SPDX’s primary focus is licensing. Although, I don’t believe it will be like that forever. ISO/IEC 5962:2021 defines SPDX as a specification that represents “a standard data format for communicating the component and metadata information associated with software packages.” The definition is also a statement of intention. Even though SPDX started as a context for open source license compliance, there seems to be an intention to allow it to generate a context for concerns other than license compliance. I foreshadow a future where SPDX subsumes the same context concerns as CycloneDX.
Regardless, why would you not use both right now? Undeniably, they each solve differing problems well.
SPDX is suboptimal for contexts concerning security and vulnerability. The SPDX tooling ecosystem provides decision support for license compliance. There is little ecosystem support for SPDX as decision support for security or vulnerability management.

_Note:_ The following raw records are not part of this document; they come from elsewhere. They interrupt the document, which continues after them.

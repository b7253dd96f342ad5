//! Error types for meta-model translation

use thiserror::Error;

/// Result type for translation operations
pub type Result<T> = std::result::Result<T, TranslateError>;

/// Translation errors
///
/// All variants are fatal for the translation they occur in: no partial
/// protocol document is ever returned. Each variant carries enough context
/// (package, class, feature) to locate the offending declaration.
#[derive(Error, Debug, Clone, PartialEq, Eq)]
pub enum TranslateError {
    #[error("unresolved type reference `{reference}` in {context}")]
    UnresolvedTypeReference { reference: String, context: String },

    #[error("name collision in namespace `{namespace}`: `{name}` is declared more than once")]
    NameCollision { namespace: String, name: String },

    #[error("unsupported feature shape for `{feature}` in class `{class}`: {reason}")]
    UnsupportedFeatureShape {
        class: String,
        feature: String,
        reason: String,
    },

    #[error("meta-model contains no packages")]
    EmptyModel,
}
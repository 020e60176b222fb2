//! Engine errors.

use thiserror::Error;

use formpilot_protocols::{BackendError, PageError};

/// A generated response could not be committed to a field.
#[derive(Debug, Error)]
pub enum ApplyError {
    #[error("Invalid checkbox response: {0:?} (expected yes/no, true/false, 1/0, on/off)")]
    InvalidCheckboxResponse(String),

    #[error("No radios found for group: {0}")]
    NoRadiosFound(String),

    #[error("Select has no options: {0}")]
    NoOptions(String),

    #[error("Page error: {0}")]
    Page(#[from] PageError),
}

/// Filling a single field failed.
#[derive(Debug, Error)]
pub enum FillError {
    #[error("No field has focus")]
    NoActiveField,

    #[error("Element cannot be filled: {0}")]
    Unsupported(String),

    #[error("Backend error: {0}")]
    Backend(#[from] BackendError),

    #[error("{0}")]
    Apply(#[from] ApplyError),

    #[error("Page error: {0}")]
    Page(#[from] PageError),
}
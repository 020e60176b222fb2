//! Page accessor and element traits.

use std::sync::Arc;

use async_trait::async_trait;

use crate::error::PageError;

/// Shared handle to an element of the live page.
pub type ElementHandle = Arc<dyn PageElement>;

/// Structural relation from a field to another element, used to find the
/// field's label.
#[derive(Debug, Clone, Copy, PartialEq, Eq)]
pub enum Relation {
    /// `<label for="...">` naming the field's id.
    AssociatedLabel,
    /// A `<label>` that contains the field.
    AncestorLabel,
    /// The nearest `<label>` before the field in document order.
    PrecedingLabel,
    /// The nearest preceding sibling that is a `<label>` or has a class
    /// containing "label".
    PrecedingSiblingLabel,
}

/// Access to the page in the active browser tab.
#[async_trait]
pub trait PageAccessor: Send + Sync {
    /// Find the element with the given id.
    async fn find_by_id(&self, id: &str) -> Result<Option<ElementHandle>, PageError>;

    /// Find all elements with the given name, in document order.
    async fn find_by_name(&self, name: &str) -> Result<Vec<ElementHandle>, PageError>;

    /// The element that currently has focus, if any element other than the
    /// document body does.
    async fn active_element(&self) -> Result<Option<ElementHandle>, PageError>;

    /// Markup of the document body.
    async fn body_markup(&self) -> Result<String, PageError>;
}

/// A single element of the live page.
#[async_trait]
pub trait PageElement: Send + Sync {
    /// Lowercase tag name (`input`, `select`, ...).
    async fn tag_name(&self) -> Result<String, PageError>;

    /// Attribute value, `None` when the attribute is absent.
    async fn attribute(&self, name: &str) -> Result<Option<String>, PageError>;

    /// Current value as displayed to the user (the `value` property).
    async fn value(&self) -> Result<String, PageError>;

    /// Visible text content.
    async fn text(&self) -> Result<String, PageError>;

    async fn is_displayed(&self) -> Result<bool, PageError>;

    async fn is_enabled(&self) -> Result<bool, PageError>;

    /// Checked state for checkboxes and radios, selected state for options.
    async fn is_selected(&self) -> Result<bool, PageError>;

    async fn clear(&self) -> Result<(), PageError>;

    async fn set_value(&self, text: &str) -> Result<(), PageError>;

    async fn click(&self) -> Result<(), PageError>;

    /// Visible texts of a select element's options, in order.
    async fn options(&self) -> Result<Vec<String>, PageError>;

    /// Select the option at `index` of a select element.
    async fn select_option(&self, index: usize) -> Result<(), PageError>;

    /// Element reached from this one through `relation`.
    async fn related(&self, relation: Relation) -> Result<Option<ElementHandle>, PageError>;

    /// The `<form>` enclosing this element.
    async fn ancestor_form(&self) -> Result<Option<ElementHandle>, PageError>;

    /// Outer markup of this element.
    async fn outer_markup(&self) -> Result<String, PageError>;
}
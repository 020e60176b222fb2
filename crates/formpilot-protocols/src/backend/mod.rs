//! Model backend protocol definitions.
//!
//! Backends turn a prompt into answer text. The remote backend talks to a
//! local inference server; the local backend runs a model in-process.

mod config;
mod request;
mod traits;

pub use config::*;
pub use request::*;
pub use traits::*;
//! # FormPilot Config
//!
//! Persisted configuration for FormPilot: the applicant context file, the
//! browser endpoint and the generation settings.

mod error;
mod loader;
mod schema;
mod validator;

pub use error::ConfigError;
pub use loader::ConfigLoader;
pub use schema::*;
pub use validator::{ConfigValidator, ValidationError, ValidationResult, ValidationWarning};
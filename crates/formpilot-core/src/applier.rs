//! Committing generated answers to fields.
//!
//! Text fields take the response verbatim. Selects and radio groups pick the
//! choice with the smallest edit distance to the response. Checkboxes accept
//! a small yes/no vocabulary and are clicked only when the state must change.

use tracing::{debug, info};

use formpilot_protocols::{FieldModality, PageAccessor, PageElement};

use crate::edit_distance::{closest, distance, normalize};
use crate::error::ApplyError;
use crate::field::ResolvedField;
use crate::label::LabelResolver;

const TRUTHY: [&str; 4] = ["yes", "true", "1", "on"];
const FALSY: [&str; 4] = ["no", "false", "0", "off"];

/// What was done to the field.
#[derive(Debug, Clone, PartialEq, Eq)]
pub enum AppliedValue {
    Text(String),
    Option { index: usize, text: String },
    Checkbox { checked: bool, clicked: bool },
    Radio { index: usize, value: String, score: usize },
}

/// Map a checkbox response onto a checked state.
pub fn parse_checkbox(response: &str) -> Option<bool> {
    let normalized = normalize(response);
    if TRUTHY.contains(&normalized.as_str()) {
        Some(true)
    } else if FALSY.contains(&normalized.as_str()) {
        Some(false)
    } else {
        None
    }
}

#[derive(Debug, Clone, Default)]
pub struct FieldValueApplier {
    labels: LabelResolver,
}

impl FieldValueApplier {
    pub fn new() -> Self {
        Self::default()
    }

    /// Commit `response` to `field`, dispatching on its modality.
    pub async fn apply(
        &self,
        page: &dyn PageAccessor,
        field: &ResolvedField,
        response: &str,
    ) -> Result<AppliedValue, ApplyError> {
        let element = field.element.as_ref();
        match field.modality() {
            FieldModality::Text | FieldModality::Textarea => {
                self.apply_text(element, response).await
            }
            FieldModality::Select => self.apply_select(element, &field.label, response).await,
            FieldModality::Checkbox => self.apply_checkbox(element, response).await,
            FieldModality::RadioGroup => {
                let group = field.radio_group().unwrap_or(field.label.as_str());
                self.apply_radio(page, group, response).await
            }
        }
    }

    async fn apply_text(
        &self,
        element: &dyn PageElement,
        response: &str,
    ) -> Result<AppliedValue, ApplyError> {
        element.clear().await?;
        element.set_value(response).await?;
        Ok(AppliedValue::Text(response.to_string()))
    }

    async fn apply_select(
        &self,
        element: &dyn PageElement,
        label: &str,
        response: &str,
    ) -> Result<AppliedValue, ApplyError> {
        let options = element.options().await?;
        let target = normalize(response);
        let normalized: Vec<String> = options.iter().map(|o| normalize(o)).collect();
        let (index, d) = closest(&target, normalized.iter().map(String::as_str))
            .ok_or_else(|| ApplyError::NoOptions(label.to_string()))?;

        debug!("Select {:?}: {:?} matched option {} (distance {})", label, response, index, d);
        element.select_option(index).await?;
        Ok(AppliedValue::Option {
            index,
            text: options[index].clone(),
        })
    }

    async fn apply_checkbox(
        &self,
        element: &dyn PageElement,
        response: &str,
    ) -> Result<AppliedValue, ApplyError> {
        let desired = parse_checkbox(response)
            .ok_or_else(|| ApplyError::InvalidCheckboxResponse(response.to_string()))?;
        let current = element.is_selected().await?;
        let clicked = current != desired;
        if clicked {
            element.click().await?;
        }
        Ok(AppliedValue::Checkbox {
            checked: desired,
            clicked,
        })
    }

    async fn apply_radio(
        &self,
        page: &dyn PageAccessor,
        group: &str,
        response: &str,
    ) -> Result<AppliedValue, ApplyError> {
        let mut radios = Vec::new();
        for element in page.find_by_name(group).await? {
            let input_type = element.attribute("type").await?;
            if input_type.is_some_and(|t| t.eq_ignore_ascii_case("radio")) {
                radios.push(element);
            }
        }
        if radios.is_empty() {
            return Err(ApplyError::NoRadiosFound(group.to_string()));
        }

        let target = normalize(response);
        let mut best: Option<(usize, usize, String)> = None;
        for (index, radio) in radios.iter().enumerate() {
            let value = radio.attribute("value").await?.unwrap_or_default();
            let label = self.labels.resolve(radio.as_ref()).await;
            let score = distance(&normalize(&value), &target).min(distance(&normalize(&label), &target));
            debug!("Radio {}[{}] value={:?} label={:?} score={}", group, index, value, label, score);
            if best.as_ref().is_none_or(|(_, best_score, _)| score < *best_score) {
                best = Some((index, score, value));
            }
        }

        // Non-empty group, so a best radio exists.
        let Some((index, score, value)) = best else {
            return Err(ApplyError::NoRadiosFound(group.to_string()));
        };
        let radio = &radios[index];
        if !radio.is_selected().await? {
            radio.click().await?;
        }
        info!("Selected radio {:?} in group {}", value, group);
        Ok(AppliedValue::Radio { index, value, score })
    }
}

#[cfg(test)]
#[path = "applier_tests.rs"]
mod tests;
//! Generation configuration.

use std::fmt;
use std::str::FromStr;

use serde::{Deserialize, Serialize};

use crate::error::BackendError;

/// Upper bound on new tokens for every decoding strategy, except where the
/// backend's own service manages length.
pub const MAX_NEW_TOKENS: usize = 32;

/// Which backend variant serves generation.
#[derive(Debug, Clone, Copy, Default, PartialEq, Eq, Serialize, Deserialize)]
#[serde(rename_all = "snake_case")]
pub enum BackendKind {
    #[default]
    Ollama,
    Local,
}

impl FromStr for BackendKind {
    type Err = BackendError;

    fn from_str(s: &str) -> Result<Self, Self::Err> {
        match s.trim().to_ascii_lowercase().as_str() {
            "ollama" => Ok(Self::Ollama),
            "local" | "huggingface" | "onnx" => Ok(Self::Local),
            other => Err(BackendError::InvalidConfig(format!("unknown backend '{}'", other))),
        }
    }
}

impl fmt::Display for BackendKind {
    fn fmt(&self, f: &mut fmt::Formatter<'_>) -> fmt::Result {
        match self {
            Self::Ollama => f.write_str("ollama"),
            Self::Local => f.write_str("local"),
        }
    }
}

/// Algorithm used to pick the next token(s).
#[derive(Debug, Clone, Copy, Default, PartialEq, Eq, Serialize, Deserialize)]
#[serde(rename_all = "snake_case")]
pub enum DecodingStrategy {
    #[default]
    Greedy,
    Beam,
    TopK,
    TopP,
    Custom,
}

impl DecodingStrategy {
    pub const ALL: [DecodingStrategy; 5] = [
        Self::Greedy,
        Self::Beam,
        Self::TopK,
        Self::TopP,
        Self::Custom,
    ];

    pub fn as_str(&self) -> &'static str {
        match self {
            Self::Greedy => "greedy",
            Self::Beam => "beam",
            Self::TopK => "top_k",
            Self::TopP => "top_p",
            Self::Custom => "custom",
        }
    }
}

impl FromStr for DecodingStrategy {
    type Err = BackendError;

    fn from_str(s: &str) -> Result<Self, Self::Err> {
        let normalized = s.trim().to_ascii_lowercase().replace('-', "_");
        Self::ALL
            .into_iter()
            .find(|strategy| strategy.as_str() == normalized)
            .ok_or_else(|| {
                BackendError::InvalidConfig(format!("unknown decoding strategy '{}'", s.trim()))
            })
    }
}

impl fmt::Display for DecodingStrategy {
    fn fmt(&self, f: &mut fmt::Formatter<'_>) -> fmt::Result {
        f.write_str(self.as_str())
    }
}

/// Parameters consulted by the strategies that need them.
#[derive(Debug, Clone, Copy, PartialEq, Serialize, Deserialize)]
pub struct DecodingParams {
    #[serde(default = "default_beam_size")]
    pub beam_size: usize,

    #[serde(default = "default_top_k")]
    pub top_k: usize,

    #[serde(default = "default_top_p")]
    pub top_p: f32,
}

impl Default for DecodingParams {
    fn default() -> Self {
        Self {
            beam_size: default_beam_size(),
            top_k: default_top_k(),
            top_p: default_top_p(),
        }
    }
}

fn default_beam_size() -> usize {
    4
}

fn default_top_k() -> usize {
    50
}

fn default_top_p() -> f32 {
    0.9
}

/// Immutable generation settings, snapshotted once per command.
#[derive(Debug, Clone, PartialEq, Serialize, Deserialize)]
pub struct GenerationConfig {
    pub backend: BackendKind,
    pub model_name: String,
    pub strategy: DecodingStrategy,
    pub params: DecodingParams,
    /// Deliver the answer through `stream_generate`.
    #[serde(default)]
    pub stream: bool,
}

impl GenerationConfig {
    pub fn new(backend: BackendKind, model_name: impl Into<String>) -> Self {
        Self {
            backend,
            model_name: model_name.into(),
            strategy: DecodingStrategy::default(),
            params: DecodingParams::default(),
            stream: false,
        }
    }

    pub fn with_strategy(mut self, strategy: DecodingStrategy) -> Self {
        self.strategy = strategy;
        self
    }

    pub fn with_params(mut self, params: DecodingParams) -> Self {
        self.params = params;
        self
    }

    pub fn with_stream(mut self, stream: bool) -> Self {
        self.stream = stream;
        self
    }
}

impl Default for GenerationConfig {
    fn default() -> Self {
        Self::new(BackendKind::Ollama, "mistral")
    }
}

#[cfg(test)]
#[path = "config_tests.rs"]
mod tests;
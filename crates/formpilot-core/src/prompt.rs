//! Prompt assembly.

use std::fmt::Write;

use formpilot_protocols::{FieldIdentifier, FieldModality};

use crate::context::ApplicationContext;

/// What the prompt says about the field being answered.
#[derive(Debug, Clone)]
pub struct FieldPrompt {
    pub modality: FieldModality,
    pub identifier: FieldIdentifier,
    pub label: String,
    /// Option texts for selects, radio values or labels for radio groups.
    pub choices: Vec<String>,
}

impl FieldPrompt {
    pub fn new(modality: FieldModality, identifier: FieldIdentifier, label: impl Into<String>) -> Self {
        Self {
            modality,
            identifier,
            label: label.into(),
            choices: Vec::new(),
        }
    }

    pub fn with_choices(mut self, choices: Vec<String>) -> Self {
        self.choices = choices;
        self
    }
}

/// Builds the text sent to the model for one field.
#[derive(Debug, Clone)]
pub struct PromptBuilder {
    include_page_markup: bool,
    max_markup_chars: usize,
}

impl Default for PromptBuilder {
    fn default() -> Self {
        Self {
            include_page_markup: true,
            max_markup_chars: 6000,
        }
    }
}

impl PromptBuilder {
    pub fn new(include_page_markup: bool, max_markup_chars: usize) -> Self {
        Self {
            include_page_markup,
            max_markup_chars,
        }
    }

    pub fn includes_markup(&self) -> bool {
        self.include_page_markup
    }

    /// Assemble the prompt: user context, earlier answers, surrounding
    /// markup, the assistant framing, then the closing instruction naming
    /// the field.
    pub fn build(
        &self,
        context: &str,
        history: &ApplicationContext,
        field: &FieldPrompt,
        markup: Option<&str>,
    ) -> String {
        let mut prompt = String::new();

        prompt.push_str("Context about the applicant:\n");
        prompt.push_str(context.trim());
        prompt.push_str("\n\n");

        if !history.is_empty() {
            prompt.push_str("Questions already answered in this application:\n");
            for pair in history.entries() {
                let _ = writeln!(prompt, "Q: {}", pair.question);
                let _ = writeln!(prompt, "A: {}", pair.answer);
            }
            prompt.push('\n');
        }

        if self.include_page_markup {
            if let Some(markup) = markup.map(str::trim).filter(|m| !m.is_empty()) {
                prompt.push_str("Form markup:\n");
                prompt.push_str(truncate_chars(markup, self.max_markup_chars));
                prompt.push_str("\n\n");
            }
        }

        prompt.push_str(
            "You are an assistant to the applicant described above, filling in a job \
             application form on their behalf. Answer truthfully using the context \
             and stay consistent with the answers already given.\n\n",
        );

        let _ = writeln!(
            prompt,
            "Provide the value for the {} field {} labelled \"{}\".",
            field.modality, field.identifier, field.label
        );
        if let Some(line) = choice_line(field) {
            prompt.push_str(&line);
            prompt.push('\n');
        }
        prompt.push_str(
            "Your entire response will be inserted verbatim as the value of this field. \
             Reply with the value only: no explanations, no quotes, no markdown.",
        );

        prompt
    }
}

fn choice_line(field: &FieldPrompt) -> Option<String> {
    match field.modality {
        FieldModality::Checkbox => Some("Answer with yes or no.".to_string()),
        FieldModality::Select | FieldModality::RadioGroup if !field.choices.is_empty() => Some(
            format!("Answer with exactly one of: {}.", field.choices.join(", ")),
        ),
        _ => None,
    }
}

/// At most `max` characters of `text`, cut on a char boundary.
fn truncate_chars(text: &str, max: usize) -> &str {
    match text.char_indices().nth(max) {
        Some((byte_index, _)) => &text[..byte_index],
        None => text,
    }
}

#[cfg(test)]
#[path = "prompt_tests.rs"]
mod tests;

CycloneDX is great for vulnerability identification, license compliance, and outdated component analysis contexts. The CycloneDX ecosystem is geared more toward decision support for vulnerability identification and outdated component analysis.
What Does This All Mean?
The key to using an SBOM successfully is not which format you choose. It’s the context for the decision support capabilities you need for current license, vulnerability, and software component needs. Some folks will want you to choose one or the other. Don’t let them. Their impassioned claims of overlapping and cries of efficiencies are simply a distraction. I think these folks get their kicks more from being software pundits than genuinely adding value to communities and organizations.